Discontent and economic hopelessness reached a head when Pope John Paul II visited Haiti in March 1983. Declaring that "Something must change here," in a speech in Port-au-Prince, the Pope called for equitable distribution of income and a more egalitarian social and political structure. Revolts began, revitalized by the Catholic Church, and riots began to break out in the city of Gonaïves, with crowds attacking food distribution centers. From October 1985 to January 1986, protests spread throughout the country, to the south. A revolt began in the provinces two years later. The city of Gonaïves was the first to have street demonstrations and raids on food-distribution warehouses. The protests spread to six other cities across the country, including Cap-Haïtien. By the end of that month, Haitians in the south had revolted. The most significant rioting there broke out in Les Cayes.
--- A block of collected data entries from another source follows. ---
//! In-memory store backend, for tests and local runs without Postgres.

use async_trait::async_trait;
use rust_decimal::Decimal;
use std::collections::{HashMap, HashSet};
use tokio::sync::RwLock;
use uuid::Uuid;

use crate::domain::{Cart, Meal, MealCategory, Order, OrderStatus, PaymentStatus};
use crate::store::{MealFilter, Store, StoreError};

#[derive(Default)]
pub struct MemoryStore {
    inner: RwLock<Inner>,
}

#[derive(Default)]
struct Inner {
    meals: HashMap<Uuid, Meal>,
    /// Keyed by user id - carts are 1:1 with users.
    carts: HashMap<Uuid, Cart>,
    orders: HashMap<Uuid, Order>,
    order_numbers: HashSet<String>,
}

impl MemoryStore {
    pub fn new() -> Self {
        Self::default()
    }
}

fn matches_filter(meal: &Meal, filter: &MealFilter) -> bool {
    if !meal.is_available {
        return false;
    }
    if let Some(category) = filter.category {
        if meal.category != category {
            return false;
        }
    }
    if filter.best_seller && !meal.is_best_seller {
        return false;
    }
    if let Some(search) = &filter.search {
        let needle = search.to_lowercase();
        let haystacks = [
            Some(meal.name.as_str()),
            meal.name_vi.as_deref(),
            Some(meal.description.as_str()),
        ];
        if !haystacks
            .into_iter()
            .flatten()
            .any(|h| h.to_lowercase().contains(&needle))
        {
            return false;
        }
    }
    true
}

fn newest_first(mut orders: Vec<Order>) -> Vec<Order> {
    orders.sort_by(|a, b| b.created_at.cmp(&a.created_at));
    orders
}

#[async_trait]
impl Store for MemoryStore {
    async fn find_meal(&self, id: Uuid) -> Result<Option<Meal>, StoreError> {
        Ok(self.inner.read().await.meals.get(&id).cloned())
    }

    async fn meals_by_ids(&self, ids: &[Uuid]) -> Result<Vec<Meal>, StoreError> {
        let inner = self.inner.read().await;
        Ok(ids.iter().filter_map(|id| inner.meals.get(id).cloned()).collect())
    }

    async fn list_meals(&self, filter: &MealFilter) -> Result<Vec<Meal>, StoreError> {
        let inner = self.inner.read().await;
        let mut meals: Vec<Meal> = inner
            .meals
            .values()
            .filter(|m| matches_filter(m, filter))
            .cloned()
            .collect();
        meals.sort_by(|a, b| b.created_at.cmp(&a.created_at));
        Ok(meals)
    }

    async fn related_meals(
        &self,
        category: MealCategory,
        exclude: Uuid,
        limit: i64,
    ) -> Result<Vec<Meal>, StoreError> {
        let inner = self.inner.read().await;
        Ok(inner
            .meals
            .values()
            .filter(|m| m.is_available && m.category == category && m.id != exclude)
            .take(limit.max(0) as usize)
            .cloned()
            .collect())
    }

    async fn insert_meal(&self, meal: &Meal) -> Result<(), StoreError> {
        self.inner.write().await.meals.insert(meal.id, meal.clone());
        Ok(())
    }

    async fn update_meal(&self, meal: &Meal) -> Result<(), StoreError> {
        self.inner.write().await.meals.insert(meal.id, meal.clone());
        Ok(())
    }

    async fn delete_meal(&self, id: Uuid) -> Result<bool, StoreError> {
        Ok(self.inner.write().await.meals.remove(&id).is_some())
    }

    async fn count_meals(&self) -> Result<i64, StoreError> {
        Ok(self.inner.read().await.meals.len() as i64)
    }

    async fn find_cart(&self, user_id: Uuid) -> Result<Option<Cart>, StoreError> {
        Ok(self.inner.read().await.carts.get(&user_id).cloned())
    }

    async fn upsert_cart(&self, cart: &Cart) -> Result<(), StoreError> {
        self.inner.write().await.carts.insert(cart.user_id(), cart.clone());
        Ok(())
    }

    async fn insert_order(&self, order: &Order) -> Result<(), StoreError> {
        let mut inner = self.inner.write().await;
        if !inner.order_numbers.insert(order.order_number().to_string()) {
            return Err(StoreError::DuplicateOrderNumber);
        }
        inner.orders.insert(order.id(), order.clone());
        Ok(())
    }

    async fn update_order(&self, order: &Order) -> Result<(), StoreError> {
        let mut inner = self.inner.write().await;
        let existing = inner
            .orders
            .get_mut(&order.id())
            .ok_or_else(|| StoreError::Backend(format!("order {} not stored", order.id())))?;
        // Mirrors the SQL backend: only the mutable columns are written.
        existing.order_status = order.order_status;
        existing.payment_status = order.payment_status;
        existing.qr_code = order.qr_code.clone();
        existing.updated_at = order.updated_at;
        Ok(())
    }

    async fn find_order(&self, id: Uuid) -> Result<Option<Order>, StoreError> {
        Ok(self.inner.read().await.orders.get(&id).cloned())
    }

    async fn orders_for_user(&self, user_id: Uuid) -> Result<Vec<Order>, StoreError> {
        let inner = self.inner.read().await;
        Ok(newest_first(
            inner.orders.values().filter(|o| o.user_id() == user_id).cloned().collect(),
        ))
    }

    async fn list_orders(&self, status: Option<OrderStatus>) -> Result<Vec<Order>, StoreError> {
        let inner = self.inner.read().await;
        Ok(newest_first(
            inner
                .orders
                .values()
                .filter(|o| status.map_or(true, |s| o.order_status() == s))
                .cloned()
                .collect(),
        ))
    }

    async fn count_orders(&self) -> Result<i64, StoreError> {
        Ok(self.inner.read().await.orders.len() as i64)
    }

    async fn paid_revenue(&self) -> Result<Decimal, StoreError> {
        let inner = self.inner.read().await;
        Ok(inner
            .orders
            .values()
            .filter(|o| o.payment_status() == PaymentStatus::Paid)
            .map(|o| o.total_price().amount())
            .sum())
    }

    async fn recent_orders(&self, limit: i64) -> Result<Vec<Order>, StoreError> {
        let inner = self.inner.read().await;
        let mut orders = newest_first(inner.orders.values().cloned().collect());
        orders.truncate(limit.max(0) as usize);
        Ok(orders)
    }
}

#[cfg(test)]
mod tests {
    use super::*;
    use crate::domain::{
        generate_order_number, MealIndex, Money, NewMeal, Order, PaymentMethod, ShippingInfo,
    };
    use rust_decimal::Decimal;

    fn meal() -> Meal {
        Meal::create(NewMeal {
            name: "Salmon with Sweet Potato".into(),
            name_vi: None,
            description: "test".into(),
            description_vi: None,
            image: "img".into(),
            price: Money::new(Decimal::new(120000, 0), "VND"),
            calories: 520,
            protein: 40,
            carb: 45,
            fat: 18,
            category: MealCategory::MuscleGain,
            ingredients: vec![],
            ingredients_vi: vec![],
            is_available: true,
            rating: 5.0,
            is_best_seller: true,
        })
    }

    fn order_for(user_id: Uuid, number: String) -> Order {
        let m = meal();
        let meals: MealIndex = [(m.id, m.clone())].into_iter().collect();
        let mut cart = Cart::new(user_id, "VND");
        cart.add_item(m.id, 1, &meals);
        Order::from_cart(
            number,
            &cart,
            &meals,
            ShippingInfo {
                name: "N".into(),
                phone: "0".into(),
                email: None,
                address: "a".into(),
                city: "c".into(),
                district: None,
                ward: None,
                note: None,
            },
            PaymentMethod::Cod,
        )
        .unwrap()
    }

    #[tokio::test]
    async fn test_duplicate_order_number_rejected() {
        let store = MemoryStore::new();
        let user = Uuid::new_v4();
        let first = order_for(user, "EC1700000000000123".into());
        let second = order_for(user, "EC1700000000000123".into());

        store.insert_order(&first).await.unwrap();
        assert!(matches!(
            store.insert_order(&second).await,
            Err(StoreError::DuplicateOrderNumber)
        ));
        assert_eq!(store.count_orders().await.unwrap(), 1);
    }

    #[tokio::test]
    async fn test_update_order_only_touches_mutable_fields() {
        let store = MemoryStore::new();
        let mut order = order_for(Uuid::new_v4(), generate_order_number());
        store.insert_order(&order).await.unwrap();

        order.set_payment_status(PaymentStatus::Paid);
        store.update_order(&order).await.unwrap();

        let stored = store.find_order(order.id()).await.unwrap().unwrap();
        assert_eq!(stored.payment_status(), PaymentStatus::Paid);
        assert_eq!(stored.items(), order.items());
        assert_eq!(store.paid_revenue().await.unwrap(), Decimal::new(120000, 0));
    }

    #[tokio::test]
    async fn test_list_meals_filters() {
        let store = MemoryStore::new();
        let mut hidden = meal();
        hidden.is_available = false;
        let visible = meal();
        store.insert_meal(&hidden).await.unwrap();
        store.insert_meal(&visible).await.unwrap();

        let all = store.list_meals(&MealFilter::default()).await.unwrap();
        assert_eq!(all.len(), 1);
        assert_eq!(all[0].id, visible.id);

        let searched = store
            .list_meals(&MealFilter { search: Some("salmon".into()), ..Default::default() })
            .await
            .unwrap();
        assert_eq!(searched.len(), 1);

        let none = store
            .list_meals(&MealFilter {
                category: Some(MealCategory::WeightLoss),
                ..Default::default()
            })
            .await
            .unwrap();
        assert!(none.is_empty());
    }
}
Duvalier responded to riots by firing cabinet officials and cutting food prices. He also closed several independent radio stations, and deployed police units and army guards to quell the uprisings. However, these moves failed to pacify demonstrators, and in January 1986, the Reagan administration began to pressure Duvalier to renounce power and leave Haiti. Negotiations stalled, and while Duvalier initially accepted an offer of asylum in Jamaica, he rescinded his offer and decided to remain in Haiti. As a result, the US State Department cut back aid to Haiti, and violence in the streets spread to Port-au-Prince. On February 5, 1986, members of the military confronted the Duvalier regime and demanded his departure. With no support from the military or the legislature left, Duvalier consented, and he and his family departed by plane from Haiti to France on February 7. He named an interim legislature, the Conseil National de Gouvernement (CNG - National Governing Council) made up of three civilians as well as two military officials. This began a shaky period of transition to full democratic rule.